Academic journal article Kritika

Miscellanea Attributed to Kurbskii: The 17th Century in Russia Was More Creative Than We like to Admit

Article excerpt

Konstantin Erusalimskii, Sbornik Kurbskogo (Kurbskii's Miscellany), 2 vols. Moscow: Znak, 2009. 1: Issledovanie knizhnoi kul'tury (A Study of Book Culture). 888 pp. ISBN-13 978-5955103051. 2: Issledovanie knizhnoi kul'tury (Intended title Publikatsiia tekstov [Publication of the Texts]). 536 pp. ISBN-13 978-5955102894.

Nearly 40 years after Edward L. Keenan questioned the dating, attribution, and authenticity of Istoriia o kniazia velikogo moskovskogo delekh (the History of the Grand Prince of Moscow, henceforth the History), the first comprehensive study of its manuscript tradition and its reception in Russia has appeared in print. Konstantin Erusalimskii has devoted over a decade to carefully studying and comparing the manuscript miscellanies that contain the History. Sbornik Kurbskogo is more than a study of the History but less than a study of all the texts associated with the different miscellanies containing works attributed to Kurbskii (sborniki Kurbskogo). Even the publication's title, which in the singular either overemphasizes the putative contribution of Kurbskii or presumes the existence of an "original" miscellany, belies many of the larger problems and ambiguities of this important study.

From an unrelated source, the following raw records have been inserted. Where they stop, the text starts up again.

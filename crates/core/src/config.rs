//! Engine configuration.
//!
//! Every section has defaults so a partial config file (or none at all)
//! still yields a usable engine. Loading the file is the caller's concern.

use std::collections::BTreeMap;
use std::time::Duration;

use serde::{Deserialize, Serialize};

use crate::error::ComputationError;
use crate::id::SourceSystem;
use crate::task::TaskStatus;
use crate::velocity::Bucketing;

/// Configuration consumed by the normalization and metrics engine.
#[derive(Debug, Clone, Default, PartialEq, Serialize, Deserialize)]
#[serde(rename_all = "kebab-case")]
pub struct EngineConfig {
    /// Native status vocabulary per backend
    #[serde(default)]
    pub status_mapping: StatusMappingTable,

    /// Blocker and progress rules
    #[serde(default)]
    pub rules: Rules,

    /// Velocity bucketing
    #[serde(default)]
    pub velocity: VelocityConfig,

    /// Trend classification
    #[serde(default)]
    pub trend: TrendConfig,

    /// Sync cycle timing
    #[serde(default)]
    pub sync: SyncConfig,
}

impl EngineConfig {
    /// Check values that serde cannot.
    pub fn validate(&self) -> Result<(), ComputationError> {
        self.status_mapping.validate()?;
        if self.velocity.window_size == 0 {
            return Err(ComputationError::InvalidConfig("velocity.window-size must be at least 1".into()));
        }
        if self.velocity.window_size > VelocityConfig::MAX_WINDOW_SIZE {
            return Err(ComputationError::InvalidConfig(format!(
                "velocity.window-size must be at most {}",
                VelocityConfig::MAX_WINDOW_SIZE
            )));
        }
        if self.trend.sample_count == 0 {
            return Err(ComputationError::InvalidConfig("trend.sample-count must be at least 1".into()));
        }
        // The newest bucket is still open, and a slope needs two closed samples.
        let needed = self.trend.sample_count.max(2) + 1;
        if self.velocity.window_size < needed {
            return Err(ComputationError::InvalidConfig(format!(
                "velocity.window-size must be at least {} for trend.sample-count {}",
                needed, self.trend.sample_count
            )));
        }
        if !self.trend.threshold_slope.is_finite() || self.trend.threshold_slope < 0.0 {
            return Err(ComputationError::InvalidConfig(
                "trend.threshold-slope must be a non-negative number".into(),
            ));
        }
        if self.sync.adapter_timeout_secs == 0 {
            return Err(ComputationError::InvalidConfig("sync.adapter-timeout-secs must be at least 1".into()));
        }
        Ok(())
    }
}

/// Per-backend table from native status to canonical status.
///
/// Keys are backend names (`jira`, `linear`, `asana`). Lookups ignore case
/// and surrounding whitespace of the native status.
#[derive(Debug, Clone, Default, PartialEq, Serialize, Deserialize)]
#[serde(transparent)]
pub struct StatusMappingTable(BTreeMap<String, BTreeMap<String, TaskStatus>>);

impl StatusMappingTable {
    /// Empty table: every native status is unmapped.
    pub fn new() -> Self {
        Self::default()
    }

    /// Common vocabularies of Jira, Linear and Asana.
    pub fn standard() -> Self {
        use TaskStatus::*;

        let mut table = Self::new();
        for (native, status) in [
            ("To Do", Todo),
            ("Open", Todo),
            ("Backlog", Todo),
            ("Selected for Development", Todo),
            ("In Progress", InProgress),
            ("In Review", Review),
            ("Code Review", Review),
            ("Blocked", Blocked),
            ("Done", Done),
            ("Closed", Done),
            ("Resolved", Done),
        ] {
            table.insert(SourceSystem::Jira, native, status);
        }
        for (native, status) in [
            ("Triage", Todo),
            ("Backlog", Todo),
            ("Todo", Todo),
            ("In Progress", InProgress),
            ("In Review", Review),
            ("Blocked", Blocked),
            ("Done", Done),
            ("Canceled", Done),
            ("Duplicate", Done),
        ] {
            table.insert(SourceSystem::Linear, native, status);
        }
        for (native, status) in [
            ("Not Started", Todo),
            ("Incomplete", Todo),
            ("In Progress", InProgress),
            ("Review", Review),
            ("Waiting", Blocked),
            ("Blocked", Blocked),
            ("Completed", Done),
            ("Done", Done),
        ] {
            table.insert(SourceSystem::Asana, native, status);
        }
        table
    }

    /// Add or replace one mapping.
    pub fn insert(&mut self, backend: SourceSystem, native: &str, status: TaskStatus) {
        self.0
            .entry(backend.as_str().to_string())
            .or_default()
            .insert(native.trim().to_string(), status);
    }

    /// Canonical status for a native status, if mapped.
    pub fn lookup(&self, backend: SourceSystem, native: &str) -> Option<TaskStatus> {
        let native = native.trim();
        let table = self.0.get(backend.as_str())?;
        if let Some(status) = table.get(native) {
            return Some(*status);
        }
        table
            .iter()
            .find(|(key, _)| key.trim().eq_ignore_ascii_case(native))
            .map(|(_, status)| *status)
    }

    /// Whether the table has no entries at all.
    pub fn is_empty(&self) -> bool {
        self.0.values().all(|t| t.is_empty())
    }

    /// Whether the table has any entry for the backend.
    pub fn covers(&self, backend: SourceSystem) -> bool {
        self.0.get(backend.as_str()).is_some_and(|t| !t.is_empty())
    }

    fn validate(&self) -> Result<(), ComputationError> {
        for backend in self.0.keys() {
            let system = backend
                .parse::<SourceSystem>()
                .map_err(|e| ComputationError::InvalidConfig(format!("status-mapping: {}", e)))?;
            if !system.is_project_management() {
                return Err(ComputationError::InvalidConfig(format!(
                    "status-mapping: {} has no task statuses",
                    system
                )));
            }
        }
        Ok(())
    }
}

/// Blocker detection and progress rules.
#[derive(Debug, Clone, PartialEq, Serialize, Deserialize)]
#[serde(rename_all = "kebab-case")]
pub struct Rules {
    /// Days a PR may stay open before it is stale
    #[serde(default = "default_stale_days")]
    pub stale_days: i64,

    /// Days a task may wait on an unfinished dependency
    #[serde(default = "default_dependency_stale_days")]
    pub dependency_stale_days: i64,

    /// Days an open task may stay unassigned before it is reported
    #[serde(default)]
    pub unassigned_grace_days: i64,

    /// How feature completion is measured
    #[serde(default)]
    pub progress_method: ProgressMethod,
}

impl Default for Rules {
    fn default() -> Self {
        Self {
            stale_days: default_stale_days(),
            dependency_stale_days: default_dependency_stale_days(),
            unassigned_grace_days: 0,
            progress_method: ProgressMethod::default(),
        }
    }
}

/// How feature completion is measured.
#[derive(Debug, Clone, Copy, PartialEq, Eq, Default, Serialize, Deserialize)]
pub enum ProgressMethod {
    /// Done tasks over all tasks
    #[default]
    #[serde(rename = "task-count", alias = "taskCount")]
    TaskCount,
    /// Done story points over all story points
    #[serde(rename = "story-points", alias = "storyPoints")]
    StoryPoints,
}

/// Velocity bucketing.
#[derive(Debug, Clone, PartialEq, Serialize, Deserialize)]
#[serde(rename_all = "kebab-case")]
pub struct VelocityConfig {
    /// Bucket size
    #[serde(default)]
    pub bucketing: Bucketing,

    /// Number of buckets in the series, including the open one
    #[serde(default = "default_window_size")]
    pub window_size: usize,
}

impl VelocityConfig {
    /// Largest accepted window.
    pub const MAX_WINDOW_SIZE: usize = 1000;
}

impl Default for VelocityConfig {
    fn default() -> Self {
        Self {
            bucketing: Bucketing::default(),
            window_size: default_window_size(),
        }
    }
}

/// Trend classification.
#[derive(Debug, Clone, PartialEq, Serialize, Deserialize)]
#[serde(rename_all = "kebab-case")]
pub struct TrendConfig {
    /// Minimum slope magnitude that counts as a change
    #[serde(default = "default_threshold_slope")]
    pub threshold_slope: f64,

    /// Closed samples considered (k)
    #[serde(default = "default_sample_count")]
    pub sample_count: usize,
}

impl Default for TrendConfig {
    fn default() -> Self {
        Self {
            threshold_slope: default_threshold_slope(),
            sample_count: default_sample_count(),
        }
    }
}

/// Sync cycle timing.
#[derive(Debug, Clone, PartialEq, Serialize, Deserialize)]
#[serde(rename_all = "kebab-case")]
pub struct SyncConfig {
    /// Upper bound on a single adapter fetch
    #[serde(default = "default_adapter_timeout_secs")]
    pub adapter_timeout_secs: u64,

    /// Period of scheduled cycles
    #[serde(default = "default_interval_secs")]
    pub interval_secs: u64,
}

impl SyncConfig {
    /// Adapter timeout as a duration.
    pub fn adapter_timeout(&self) -> Duration {
        Duration::from_secs(self.adapter_timeout_secs)
    }

    /// Schedule period as a duration.
    pub fn interval(&self) -> Duration {
        Duration::from_secs(self.interval_secs.max(1))
    }
}

impl Default for SyncConfig {
    fn default() -> Self {
        Self {
            adapter_timeout_secs: default_adapter_timeout_secs(),
            interval_secs: default_interval_secs(),
        }
    }
}

fn default_stale_days() -> i64 {
    3
}

fn default_dependency_stale_days() -> i64 {
    7
}

fn default_window_size() -> usize {
    14
}

fn default_threshold_slope() -> f64 {
    0.1
}

fn default_sample_count() -> usize {
    4
}

fn default_adapter_timeout_secs() -> u64 {
    30
}

fn default_interval_secs() -> u64 {
    300
}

In the interests of full disclosure, I am a second-generation skeptic trained by Keenan, and I am preparing a study that argues against the probability that any version of the History could have been written by Kurbskii. Since this review is paired with one by a proponent of the traditional view, which no doubt outlines the publication's merits and addresses its flaws from that perspective, here I mainly address the arguments of Sbornik Kurbskogo from a skeptical perspective. Like other skeptics, I contend that most historical narratives about 16th-century Russia have been hopelessly compromised and seriously contaminated through the indiscriminate use of late and unreliable sources. (1)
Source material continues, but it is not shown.